- [What is required]: Nothing but a number should be given: how many lines in the listing contain the word "bound".

*** Opening Given records ***

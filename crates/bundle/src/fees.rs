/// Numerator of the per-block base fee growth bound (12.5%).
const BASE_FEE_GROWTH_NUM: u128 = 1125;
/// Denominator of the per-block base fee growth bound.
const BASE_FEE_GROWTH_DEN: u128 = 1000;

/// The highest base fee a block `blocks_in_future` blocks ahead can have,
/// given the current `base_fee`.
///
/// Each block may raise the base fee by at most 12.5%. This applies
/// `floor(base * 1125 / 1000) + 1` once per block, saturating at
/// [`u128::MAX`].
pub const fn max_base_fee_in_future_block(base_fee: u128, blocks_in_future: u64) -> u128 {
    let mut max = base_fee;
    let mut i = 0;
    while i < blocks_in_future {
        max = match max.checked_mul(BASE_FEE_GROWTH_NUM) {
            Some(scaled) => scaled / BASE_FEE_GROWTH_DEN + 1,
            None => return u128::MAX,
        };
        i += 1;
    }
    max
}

*** Closing Given records ***

- [Response to this task]: 2